Time for the next post for Hopscotch. It is kind of becoming a ritual that I disappear every year for a good number of days from my blog. And each time when the new year commences, I make the same resolution time and again, over and over, which is, to be regular with uploading posts through the whole year. I also make plans on requesting my favourite bloggers to do guest post for me. I propose and Gods dispose all my best laid plans. To my utter dismay it simply does not happen the way I want it to be! But I guess such is life. SO, this year, NO new year’s resolution for me as far as my blog is concerned.

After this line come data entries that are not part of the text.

//! Command line interface

use crate::application::SystemStatus;
use crate::infrastructure::logging::init_logging;
use crate::infrastructure::{ConfigLoader, init_app};
use anyhow::Context;
use clap::Parser;
use std::path::PathBuf;
use std::sync::Arc;
use tracing::info;

/// Command line interface for Acey
#[derive(Parser, Debug, Default)]
#[command(name = "acey")]
#[command(about = "Acey - provider dispatch and autonomous cycle scheduling")]
#[command(version)]
pub struct Cli {
    /// Path to configuration file
    #[arg(short, long)]
    pub config: Option<PathBuf>,

    /// Run a single cycle, print the status and exit
    #[arg(long)]
    pub once: bool,
}

/// Load configuration, build the system and run it
///
/// With `--once`, runs one cycle immediately. Otherwise starts the scheduler
/// and blocks until Ctrl-C, then stops it. Returns the final status either
/// way.
pub async fn run(cli: &Cli) -> anyhow::Result<SystemStatus> {
    let mut loader = ConfigLoader::new();
    if let Some(path) = &cli.config {
        loader = loader.with_config_path(path);
    }
    let config = loader.load().context("Failed to load configuration")?;
    init_logging(&config.logging).context("Failed to initialize logging")?;

    let context = init_app(config)
        .await
        .context("Failed to assemble the system")?;
    let control = Arc::clone(context.control());

    if cli.once {
        let record = control.scheduler().run_cycle_now().await;
        info!(
            cycle = record.cycle_number,
            success = record.success,
            health = ?record.health,
            "single cycle finished"
        );
        return Ok(control.get_status());
    }

    control.start().await?;
    info!("scheduler running, press Ctrl-C to stop");
    tokio::signal::ctrl_c()
        .await
        .context("Failed to listen for Ctrl-C")?;
    info!("shutdown requested");
    control.stop().await?;

    Ok(control.get_status())
}
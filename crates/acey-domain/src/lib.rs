//! # Acey Domain
//!
//! Core types of the Acey dispatch core: providers and their capabilities,
//! skill requests, execution outcomes, recovery attempts, scheduler cycles and
//! alerts, plus the ports the application layer depends on.
//!
//! This crate holds no runtime state and performs no I/O.

pub mod constants;
pub mod error;
pub mod events;
pub mod ports;
pub mod value_objects;

pub use error::{Error, Result};
pub use events::{DomainEvent, ProviderChange};
pub use value_objects::*;
//! # Acey Providers
//!
//! Concrete execution backends behind the dispatch core's backend ports.
//!
//! | Backend | Kind | Endpoint |
//! |---------|------|----------|
//! | [`OllamaBackend`] | local | `POST {base_url}/api/generate` |
//! | [`OpenAiBackend`] | remote | `POST {base_url}/chat/completions` |
//! | [`EchoBackend`] | local | none, returns the payload |
//!
//! [`BackendDirectory`] implements `BackendExecutor` by routing each
//! invocation to the backend registered under the selected provider's name.
//!
//! ## Usage
//!
//! ```ignore
//! use acey_providers::{BackendConfig, BackendDirectory, create_backend};
//!
//! let directory = BackendDirectory::new();
//! directory.register("echo", create_backend(&BackendConfig::default())?);
//! ```

pub use acey_domain::error::{Error, Result};
pub use acey_domain::ports::{BackendExecutor, SkillBackend};

/// Provider-specific constants
pub mod constants;

/// Shared utilities for backend implementations
pub mod utils;

/// Backend implementations and factory
pub mod backend;

/// Provider name to backend routing
pub mod directory;

pub use backend::{
    BackendConfig, BackendType, EchoBackend, OllamaBackend, OpenAiBackend, create_backend,
};
pub use directory::BackendDirectory;
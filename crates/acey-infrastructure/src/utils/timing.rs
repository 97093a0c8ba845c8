//! Timing instrumentation helpers

use std::time::{Duration, Instant};

/// Elapsed-time tracker for logged operations
///
/// ```ignore
/// let timer = TimedOperation::start();
/// let context = init_app(config).await?;
/// info!(elapsed_ms = timer.elapsed_ms(), "system assembled");
/// ```
#[derive(Debug, Clone, Copy)]
pub struct TimedOperation {
    start: Instant,
}

impl TimedOperation {
    /// Start timing now
    pub fn start() -> Self {
        Self {
            start: Instant::now(),
        }
    }

    /// Elapsed time in whole milliseconds, saturating
    pub fn elapsed_ms(&self) -> u64 {
        u64::try_from(self.start.elapsed().as_millis()).unwrap_or(u64::MAX)
    }

    /// Elapsed time
    pub fn elapsed(&self) -> Duration {
        self.start.elapsed()
    }

    /// Time left before `deadline`, `None` once it has passed
    pub fn remaining(&self, deadline: Duration) -> Option<Duration> {
        deadline.checked_sub(self.start.elapsed())
    }
}
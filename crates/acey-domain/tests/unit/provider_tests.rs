//! Provider descriptor tests

use acey_domain::value_objects::{Provider, ProviderKind, required_capabilities};

#[test]
fn test_all_wildcard_supports_everything() {
    let provider = Provider::local("box").with_capabilities(["all"]);
    assert!(provider.supports(&required_capabilities("code_security_audio")));
}

#[test]
fn test_supports_requires_every_capability() {
    let provider = Provider::remote("api").with_capabilities(["text_generation"]);
    assert!(provider.supports(&required_capabilities("chat")));
    assert!(!provider.supports(&required_capabilities("code_review")));
}

#[test]
fn test_input_budget() {
    let bounded = Provider::remote("api").with_max_input_units(100);
    assert!(bounded.accepts_input(100));
    assert!(!bounded.accepts_input(101));
    assert!(Provider::remote("open").accepts_input(u64::MAX));
}

#[test]
fn test_kind_deserializes_lowercase() {
    let provider: Provider = serde_json::from_str(
        r#"{"name":"x","kind":"local","available":true,"priority":0,
            "capabilities":[],"cost_per_call":null,"max_input_units":null,
            "max_output_units":null,"timeout_ms":null}"#,
    )
    .unwrap();
    assert_eq!(provider.kind, ProviderKind::Local);
    assert!(provider.is_local());
}
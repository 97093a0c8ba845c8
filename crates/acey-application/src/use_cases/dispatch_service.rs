//! Request dispatch use case
//!
//! `submit_request` is the single entry point for skill execution:
//!
//! 1. trust check (denied requests never reach a backend)
//! 2. provider selection
//! 3. execution through the gateway
//! 4. on failure, the recovery chain (when enabled)
//!
//! Every path ends in either an [`Outcome`] or a typed [`DispatchFailure`].

use crate::domain_services::execution_stats::ProviderStats;
use crate::domain_services::gateway::ExecutionGateway;
use crate::domain_services::outcome_cache::OutcomeCache;
use crate::domain_services::recovery::{
    FallbackProvider, RecoveryChain, RecoveryContext, RecoveryStats, RetryWithBackoff,
};
use crate::domain_services::registry::ProviderRegistry;
use crate::domain_services::selector::ProviderSelector;
use crate::ports::services::SkillDispatcher;
use acey_domain::error::Result;
use acey_domain::events::{DomainEvent, ProviderChange};
use acey_domain::ports::SharedEventBus;
use acey_domain::value_objects::{
    DispatchFailure, DispatchFailureKind, DispatchResult, Outcome, Provider, RecoveryAttempt,
    SkillRequest, quality_score,
};
use async_trait::async_trait;
use chrono::Utc;
use serde::{Deserialize, Serialize};
use std::collections::BTreeMap;
use std::sync::Arc;
use tracing::{info, instrument, warn};

/// Aggregate execution statistics
#[derive(Debug, Clone, Default, PartialEq, Serialize, Deserialize)]
pub struct ExecutionStats {
    /// Per-provider counters
    pub providers: BTreeMap<String, ProviderStats>,
    /// Outcomes currently in the learning log
    pub learning_log_len: usize,
    /// Recovery counters
    pub recovery: RecoveryStats,
    /// Approximate outcome cache size
    pub cached_outcomes: u64,
}

/// Selection, execution and recovery behind one call
pub struct DispatchService {
    registry: Arc<ProviderRegistry>,
    selector: Arc<ProviderSelector>,
    gateway: Arc<ExecutionGateway>,
    recovery: Arc<RecoveryChain>,
    cache: OutcomeCache,
    events: SharedEventBus,
    recovery_enabled: bool,
}

impl DispatchService {
    /// Wire the dispatch pipeline
    pub fn new(
        selector: Arc<ProviderSelector>,
        gateway: Arc<ExecutionGateway>,
        recovery: Arc<RecoveryChain>,
        cache: OutcomeCache,
        events: SharedEventBus,
        recovery_enabled: bool,
    ) -> Self {
        Self {
            registry: Arc::clone(selector.registry()),
            selector,
            gateway,
            recovery,
            cache,
            events,
            recovery_enabled,
        }
    }

    /// Submit a request and wait for its final result
    #[instrument(skip_all, fields(request_id = %request.id, skill = %request.skill_name))]
    pub async fn submit_request(&self, request: SkillRequest) -> DispatchResult {
        if !request.trust.permitted {
            warn!(trust = ?request.trust.level, "Request denied by trust policy");
            return Err(DispatchFailure::new(
                request.id,
                DispatchFailureKind::ConstitutionalDenial,
                format!(
                    "request for '{}' denied at trust level {:?}",
                    request.skill_name, request.trust.level
                ),
            ));
        }

        let Some(provider) = self.selector.select(&request) else {
            return Err(DispatchFailure::new(
                request.id,
                DispatchFailureKind::SelectionFailure,
                format!("no eligible provider for skill '{}'", request.skill_name),
            ));
        };

        let outcome = self.gateway.execute(&request, &provider).await;
        if outcome.success {
            self.cache.store(&request, &outcome).await;
            return Ok(outcome);
        }

        if !self.recovery_enabled {
            return Err(DispatchFailure::new(
                request.id,
                DispatchFailureKind::ExecutionFailure,
                outcome.message().to_string(),
            )
            .with_outcome(outcome));
        }

        let context = RecoveryContext::new(request.clone(), provider);
        let report = self.recovery.handle(&outcome, &context).await;
        if !report.recovered() {
            return Err(DispatchFailure::new(
                request.id,
                DispatchFailureKind::RecoveryExhausted,
                report
                    .resolution
                    .error_message
                    .clone()
                    .unwrap_or_else(|| outcome.message().to_string()),
            )
            .with_outcome(outcome)
            .with_attempts(report.trail));
        }

        let resolution = report.resolution;
        info!(strategy = %resolution.strategy_name, "Request recovered");
        let recovered = recovered_outcome(&request, &outcome, resolution);
        if matches!(
            recovered.recovered_by.as_deref(),
            Some(RetryWithBackoff::NAME | FallbackProvider::NAME)
        ) {
            self.cache.store(&request, &recovered).await;
        }
        Ok(recovered)
    }

    /// Add a provider and announce it
    pub async fn register_provider(&self, provider: Provider) -> Result<()> {
        let name = provider.name.clone();
        self.registry.register(provider)?;
        self.announce(name, ProviderChange::Registered).await;
        Ok(())
    }

    /// Change a provider's availability; returns whether it changed
    pub async fn set_provider_availability(&self, name: &str, available: bool) -> Result<bool> {
        let changed = self.registry.set_availability(name, available)?;
        if changed {
            self.announce(
                name.to_string(),
                ProviderChange::AvailabilityChanged { available },
            )
            .await;
        }
        Ok(changed)
    }

    /// Remove a provider; `None` when it was not registered
    pub async fn remove_provider(&self, name: &str) -> Option<Provider> {
        let removed = self.registry.remove(name)?;
        self.announce(name.to_string(), ProviderChange::Removed)
            .await;
        Some(removed)
    }

    async fn announce(&self, name: String, change: ProviderChange) {
        if let Err(e) = self
            .events
            .publish_event(DomainEvent::ProviderChanged { name, change })
            .await
        {
            warn!(error = %e, "Failed to publish provider change");
        }
    }

    /// Registered providers in registration order
    pub fn providers(&self) -> Vec<Provider> {
        self.registry.snapshot()
    }

    /// The selector used for routing
    pub fn selector(&self) -> &Arc<ProviderSelector> {
        &self.selector
    }

    /// The recovery chain
    pub fn recovery(&self) -> &Arc<RecoveryChain> {
        &self.recovery
    }

    /// Aggregate statistics
    pub fn execution_stats(&self) -> ExecutionStats {
        ExecutionStats {
            providers: self.gateway.stats(),
            learning_log_len: self.gateway.learning_log().len(),
            recovery: self.recovery.stats(),
            cached_outcomes: self.cache.entry_count(),
        }
    }

    /// Reset execution and recovery statistics
    pub fn reset_stats(&self) {
        self.gateway.reset_stats();
        self.recovery.reset_stats();
    }

    /// High-quality outcomes kept for learning
    pub fn learning_log(&self) -> Vec<Outcome> {
        self.gateway.learning_log()
    }
}

#[async_trait]
impl SkillDispatcher for DispatchService {
    async fn submit_request(&self, request: SkillRequest) -> DispatchResult {
        DispatchService::submit_request(self, request).await
    }
}

/// Turn a successful recovery attempt into the caller's outcome
fn recovered_outcome(
    request: &SkillRequest,
    failed: &Outcome,
    resolution: RecoveryAttempt,
) -> Outcome {
    let strategy = resolution.strategy_name;
    match resolution.outcome {
        Some(mut outcome) => {
            outcome.request_id = request.id;
            outcome.from_cache = resolution.from_cache;
            outcome.recovered_by = Some(strategy);
            outcome
        }
        // Degraded result with no execution behind it
        None => Outcome {
            request_id: request.id,
            provider_name: resolution
                .provider_name
                .unwrap_or_else(|| failed.provider_name.clone()),
            success: true,
            output: resolution.result_payload,
            error_message: None,
            failure_kind: None,
            confidence: 0.0,
            quality: quality_score(true, 0.0, resolution.duration_ms),
            cost_incurred: 0.0,
            duration_ms: resolution.duration_ms,
            from_cache: resolution.from_cache,
            recovered_by: Some(strategy),
            timestamp: Utc::now(),
        },
    }
}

I intend to flow with the current and upload the posts as and when it is possible. This way I won’t get flustered or go on the guilt trip.

After seeing so many pancake recipes at EFS it is anyone’s guess how much I love pancakes. I have my own reasons for that. They are easy to make and so good to eat that I always find myself reaching out for them for breakfast or for brunch. Kids love them and they are great to pack for their lunch box. Today I dished out the multigrain pancakes that are gluten free and also vegan friendly. I threw in some shredded radish since they are in season and pep up the taste of these pancakes. Feel free to swap them with pumpkin or carrots if you wish to. I love adding rice flour to my savory pancakes since they add a lovely crispness to them. You can omit it and substitute with ragi flour. (Ragi flour is rich in calcium.)


For Pancakes

1 C Ragi Flour (Nachni Flour / Finger Millet Flour)

½ C Chana Dal (split Bengal Gram)

½ C Rice Flour

1 tsp Green Chili (use less or omit, as needed)

2 heaped tbsp fresh chopped Cilantro (Coriander)

½ tsp Red Chili Powder

¾ tsp Garam Masala

Salt to taste

1 Cup washed & shredded, Radish (do not squeeze the water from radish)

1 plus ¾ C Water

Oil for frying


Soak the chana dal overnight or in hot water for 2 hours. Grind to paste using half a cup of water.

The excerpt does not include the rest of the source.